Broadwood promptly released a response, again urging management to reject Alcon’s bid and either run a full sale process or remain public.
STAA has also released full Q3 results. As before, management did not mention any rebound in China in the press release, even thought it’s clearly visible in the financials.
The stock continues to trade at an 11% spread to Alcon’s bid.
Alcon’s presentation: https://s1.q4cdn.com/963204942/files/doc_presentations/2025/STAAR-Investor-Discussion-Materials-VF.pdf
Broadwood’s response: https://www.bamsec.com/filing/121390025106212?cik=718937
If STAA gets closer to $28, this may become a good starting point for a short.
ALC is unlikely to raise the offer, and Broadwood and Yunqi have no short-term fix for the company’s operation (and/or its market valuation) even if they can replace/reshuffle the directors. So the probability of STAA rallying upon a deal break is small.
Yunqi is willing to join STAA’s board.
https://www.bamsec.com/filing/121390025107231?cik=718937
This information raised by Yunqi is interesting.
“A source familiar with the matter told Investing.com that, ahead of the original meeting, roughly 72% of STAAR’s outstanding shares had voted against the merger, while about 81% opposed the $55 million executive compensation package, suggesting the deal was on track to be blocked.”
Yes, I suppose the strong opposition to the $28/share offer was not surprising, given the activist’s stake and the recommendations from the proxy advisory firms.
Management has changed its stance and agreed to amend the merger agreement with Alcon.
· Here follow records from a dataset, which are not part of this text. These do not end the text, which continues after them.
//! qosmgr - per-game network QoS (DSCP) policy manager
//!
//! Main entry point for the command-line application.
//!
//! # Overview
//!
//! This binary wires the library together for a single command:
//! - Configuration loading ([`ConfigManager`], `qosmgr.yaml` + `QOSMGR_*` env)
//! - Logging infrastructure (daily rotated file, console with `--debug`)
//! - Tokio runtime for PowerShell subprocesses
//! - [`ReconciliationEngine`] behind a [`Dispatcher`] for mutating commands
//!
//! # Execution Flow
//!
//! 1. Parse arguments and load settings from the config directory
//! 2. Initialize logging → `<config dir>/logs/qosmgr.<date>`
//! 3. Open the DSCP registry (`dscp_settings.txt`) and the error log (`Errors.txt`)
//! 4. Run the command, printing progress for `auto-add`
//! 5. Log the metrics summary and shut the runtime down
//!
//! # Platform
//!
//! QoS policies exist only on Windows. Elsewhere `scan` still works; store
//! commands fail and are reported in the error log.

use anyhow::{Context, Result, bail};
use clap::{Parser, Subcommand};
use qosmgr::engine::{Action, ActionOutcome, Dispatcher, DispatcherHandle};
use qosmgr::logging::{ErrorLog, setup_logging_with_console};
use qosmgr::metrics::Metrics;
use qosmgr::models::ValidationError;
use qosmgr::services::{
    EpicLibrary, GameLibrary, PolicyStoreAdapter, PowerShellRunner, ScanContext, SteamLibrary,
};
use qosmgr::{
    APP_NAME, ConfigManager, DscpRegistry, DscpValue, ReconciliationEngine, StateChange,
    StateManager, VERSION,
};
use std::sync::Arc;
use std::time::Duration;
use tokio::sync::broadcast;

/// Queue depth between the command and the dispatcher
const ACTION_QUEUE_CAPACITY: usize = 32;

#[derive(Parser, Debug)]
#[command(name = "qosmgr")]
#[command(about = "Manage per-game Windows QoS (DSCP) policies", long_about = None)]
#[command(version)]
struct Cli {
    /// Directory holding qosmgr.yaml, dscp_settings.txt and Errors.txt
    #[arg(long, global = true, default_value = ".")]
    config_dir: String,

    /// Debug-level logging, mirrored to the console
    #[arg(long, global = true)]
    debug: bool,

    #[command(subcommand)]
    command: Commands,
}

#[derive(Subcommand, Debug)]
enum Commands {
    /// List Steam and Epic Games executables without touching any policy
    Scan,

    /// Create a policy with the default DSCP value for every discovered game
    AutoAdd,

    /// Show every policy with its recorded DSCP value
    List,

    /// Create a policy for one executable
    Add {
        name: String,
        path: String,

        /// DSCP value (0-63); the default when omitted
        #[arg(long, value_parser = parse_dscp)]
        dscp: Option<i64>,
    },

    /// Change the DSCP value of an existing policy
    Edit {
        name: String,
        #[arg(value_parser = parse_dscp)]
        dscp: i64,
    },

    /// Delete one policy
    Remove { name: String },

    /// Delete every policy and forget all recorded values
    RemoveAll,

    /// Set the DSCP value used for newly discovered games
    SetDefault {
        #[arg(value_parser = parse_dscp)]
        dscp: i64,
    },

    /// Show the error log
    Errors {
        /// Empty the error log instead of printing it
        #[arg(long)]
        clear: bool,
    },
}

fn parse_dscp(value: &str) -> Result<i64, ValidationError> {
    value.parse::<DscpValue>().map(|dscp| i64::from(dscp.get()))
}

type Engine = ReconciliationEngine<PowerShellRunner>;

fn main() -> Result<()> {
    let cli = Cli::parse();

    let config_manager = ConfigManager::new(&cli.config_dir)?;
    let settings = config_manager.load_settings()?;
    let debug = cli.debug || settings.debug_mode;

    // Held for the whole run; dropping it stops the file writer
    let _log_guard = setup_logging_with_console(
        config_manager.log_dir(&settings).as_str(),
        APP_NAME,
        debug,
        debug,
    )?;

    tracing::info!("Starting {} v{}", APP_NAME, VERSION);

    let runtime = tokio::runtime::Builder::new_multi_thread()
        .enable_all()
        .thread_name("qosmgr-worker")
        .build()
        .context("Failed to create tokio runtime")?;

    let error_log = Arc::new(ErrorLog::new(config_manager.error_log_path(&settings)));
    let metrics = Arc::new(Metrics::new());

    let registry = DscpRegistry::open(config_manager.registry_path(&settings))?;
    tracing::info!(
        "Loaded {} DSCP entries (default {}) from {}",
        registry.len(),
        registry.default_value(),
        registry.path()
    );

    let context = ScanContext::from_settings(&settings.scan);
    let libraries: Vec<Box<dyn GameLibrary>> = vec![
        Box::new(EpicLibrary::new(Arc::clone(&context))),
        Box::new(SteamLibrary::new(context)),
    ];

    let store = PolicyStoreAdapter::new(
        PowerShellRunner::new(&settings.store),
        Arc::clone(&error_log),
        Arc::clone(&metrics),
    );

    let engine = Arc::new(ReconciliationEngine::new(
        store,
        registry,
        libraries,
        StateManager::new(),
        Arc::clone(&error_log),
        Arc::clone(&metrics),
    ));

    let result = runtime.block_on(run_command(cli.command, engine, &error_log));

    metrics.log_summary();
    runtime.shutdown_timeout(Duration::from_secs(5));
    tracing::info!("Shutdown complete");

    result
}

async fn run_command(command: Commands, engine: Arc<Engine>, error_log: &ErrorLog) -> Result<()> {
    match command {
        Commands::Scan => {
            for (launcher, games) in engine.scan() {
                println!("{} ({} executables)", launcher, games.len());
                for game in games {
                    println!("  {:<40} {}", game.name, game.path);
                }
            }
            Ok(())
        }
        Commands::List => {
            let games = engine.games().await;
            if games.is_empty() {
                println!("No QoS policies found");
            }
            for game in games {
                println!("{:<40} {:>4}  {}", game.name, game.marking, game.app_path);
            }
            Ok(())
        }
        Commands::Errors { clear } => {
            if clear {
                error_log.clear()?;
                println!("Cleared {}", error_log.path());
            } else {
                print!("{}", error_log.read_all()?);
            }
            Ok(())
        }
        command => dispatch(command, engine).await,
    }
}

/// Run a mutating command through the dispatcher.
async fn dispatch(command: Commands, engine: Arc<Engine>) -> Result<()> {
    let action = match command {
        Commands::AutoAdd => Action::AutoDiscover,
        Commands::Add { name, path, dscp } => Action::AddGame {
            name,
            app_path: path,
            marking: dscp.unwrap_or_else(|| i64::from(engine.default_marking().get())),
        },
        Commands::Edit { name, dscp } => Action::Edit { name, marking: dscp },
        Commands::Remove { name } => Action::Remove { name },
        Commands::RemoveAll => Action::RemoveAll,
        Commands::SetDefault { dscp } => Action::SetDefault { value: dscp },
        Commands::Scan | Commands::List | Commands::Errors { .. } => {
            bail!("Command does not go through the dispatcher")
        }
    };

    let progress = tokio::spawn(print_progress(engine.state().clone()));

    let (dispatcher, handle) = Dispatcher::new(engine, ACTION_QUEUE_CAPACITY);
    let dispatcher_task = tokio::spawn(dispatcher.run());

    let outcome = submit(&handle, action).await;

    handle.shutdown();
    if let Err(e) = dispatcher_task.await {
        tracing::error!("Dispatcher task failed: {}", e);
    }
    progress.abort();

    report(outcome?)
}

async fn submit(handle: &DispatcherHandle, action: Action) -> Result<ActionOutcome> {
    tracing::info!("Submitting {:?}", action);
    handle.run(action).await
}

async fn print_progress(state: StateManager) {
    let mut changes = state.subscribe();
    loop {
        let change = match changes.recv().await {
            Ok(change) => change,
            Err(broadcast::error::RecvError::Lagged(missed)) => {
                tracing::debug!("Progress printer skipped {} events", missed);
                continue;
            }
            Err(broadcast::error::RecvError::Closed) => break,
        };
        match change {
            StateChange::ProgressUpdated { progress } => {
                let operation = state.read(|s| s.current_operation.clone());
                eprintln!("[{:>3}%] {}", progress, operation);
            }
            StateChange::PolicyApplied {
                name,
                marking,
                success: false,
            } => eprintln!("  failed to apply DSCP {} to {}", marking, name),
            _ => {}
        }
    }
}

fn report(outcome: ActionOutcome) -> Result<()> {
    match outcome {
        ActionOutcome::Discovered(report) => {
            println!(
                "Auto-detection complete. Added {} of {} games.",
                report.added.len(),
                report.found
            );
            if !report.failed.is_empty() {
                bail!(
                    "{} policies could not be created: {}",
                    report.failed.len(),
                    report.failed.join(", ")
                );
            }
            Ok(())
        }
        ActionOutcome::Applied(true) => {
            println!("Policy applied");
            Ok(())
        }
        ActionOutcome::Applied(false) => bail!("Policy could not be applied; see the error log"),
        ActionOutcome::Removed(true) => {
            println!("Policy removed");
            Ok(())
        }
        ActionOutcome::Removed(false) => bail!("Policy could not be removed; see the error log"),
        ActionOutcome::RemovedAll(count) => {
            println!("Removed {} policies", count);
            Ok(())
        }
        ActionOutcome::DefaultSet => {
            println!("Default DSCP value updated");
            Ok(())
        }
        ActionOutcome::Rejected(e) => Err(e.into()),
    }
}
A 30-day go-shop period through December 6 has been added, and STAA will now “actively solicit other third-party proposals.” Alcon’s matching rights have been removed, and STAA will not be required to pay a termination fee to Alcon if a superior bid emerges. The shareholder meeting has also been postponed from December 3 to December 19.
https://www.bamsec.com/filing/119312525271708?cik=718937
Broadwood is calling for the appointment of new directors to oversee the go-shop process.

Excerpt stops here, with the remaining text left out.